The five senses of grief

Grief looks like the bottom of a bottle.
Grief smells like the unwashed bed linen you have not moved from in weeks.
Grief tastes sour, putrid, sickening.
Grief sounds like the music you once adored and now detest.
Grief feels like the objects you need to hold onto, to remind yourself that reality is not a concept.


We repeat actions so much in our life’s that they blur into nothing.

If the whole complex lives of many people go on unconsciously, then such lives are as if they had never been.
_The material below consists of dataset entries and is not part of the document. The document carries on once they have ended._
// Message routing between popup, content script and debug page

use anyhow::Result;
use serde::{Deserialize, Serialize};
use serde_json::{json, Map, Value};

use crate::services::{KeyValueStore, MessageBus};
use crate::state::{self, USER_STATS};

/// Incoming `{ action, message? }` request
#[derive(Deserialize, Clone, Debug, PartialEq)]
#[serde(tag = "action", rename_all = "camelCase")]
pub enum Request {
    GetStats,
    LogInfo {
        #[serde(default)]
        message: Value,
    },
    LogDebug {
        #[serde(default)]
        message: Value,
    },
    /// Any action this worker does not answer
    #[serde(other)]
    Unsupported,
}

impl Request {
    /// Requests without a recognizable `action` are unsupported
    pub fn parse(value: Value) -> Self {
        serde_json::from_value(value).unwrap_or(Request::Unsupported)
    }

    /// Whether a reply will be sent. Known synchronously so the listener
    /// can keep the response channel open.
    pub fn expects_response(&self) -> bool {
        !matches!(self, Request::Unsupported)
    }
}

#[derive(Serialize, Clone, Debug, PartialEq)]
#[serde(untagged)]
pub enum Response {
    Stats { stats: Value },
    Ack { success: bool },
}

/// Strings log without quotes, anything else as JSON
fn display(message: &Value) -> String {
    match message {
        Value::String(text) => text.clone(),
        other => other.to_string(),
    }
}

/// Handle `runtime.onMessage`. `None` means no reply is sent.
pub async fn handle_message<P>(platform: &P, request: Request) -> Result<Option<Response>>
where
    P: KeyValueStore + MessageBus,
{
    log::debug!("Message received in background: {:?}", request);

    match request {
        Request::GetStats => {
            let mut data = platform.get(&[USER_STATS]).await?;
            // Any falsy stored value (null, 0, false, "") answers as an empty record
            let stats = match data.remove(USER_STATS) {
                Some(stats) if state::is_truthy(&stats) => stats,
                _ => Value::Object(Map::new()),
            };
            log::debug!("Sending stats to popup: {}", stats);
            Ok(Some(Response::Stats { stats }))
        }
        Request::LogInfo { message } => {
            log::info!("Content script: {}", display(&message));
            Ok(Some(Response::Ack { success: true }))
        }
        Request::LogDebug { message } => {
            log::info!("Debug: {}", display(&message));

            let mut forward = json!({ "action": "logDebug" });
            if !message.is_null() {
                forward["message"] = message;
            }
            // Debug page is usually closed; nobody listening is fine
            if let Err(e) = platform.broadcast(forward).await {
                log::debug!("Debug message not forwarded: {:#}", e);
            }

            Ok(Some(Response::Ack { success: true }))
        }
        Request::Unsupported => Ok(None),
    }
}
Hopes and dreams from the untainted young

Stale smoke filled my blackened lungs, the nicotine rush causing me to become lightheaded, closing my heavily made up eyes visions of my blurred future flooded my naive mind. Perhaps I will spontaneously move to Paris, learn French, meet a beautiful poetic Frenchman, have mind blowing sex and sip espressos in an arty overpriced cafe. Perhaps I will become an acclaimed novelist, get rich from my carefully sculpted stories, create worlds from my expensive oak desk. Live a life of comfort and freedom. Perhaps I will fall in love, the mutual adoration from my perfect partner leaving me floating through life undeterred by wars, bills and petty drama. Stubbing my cigarette out I wondered if my picturesque hopes and dreams reflected those of other uncertain young individuals. You can not fantasise about working fifty hour weeks in a dead end job, to pay for your disappointing two bedroom house, ungrateful children and small pension. Dissatisfaction and boredom eating your soul, turning you into the person you once claimed you would never become.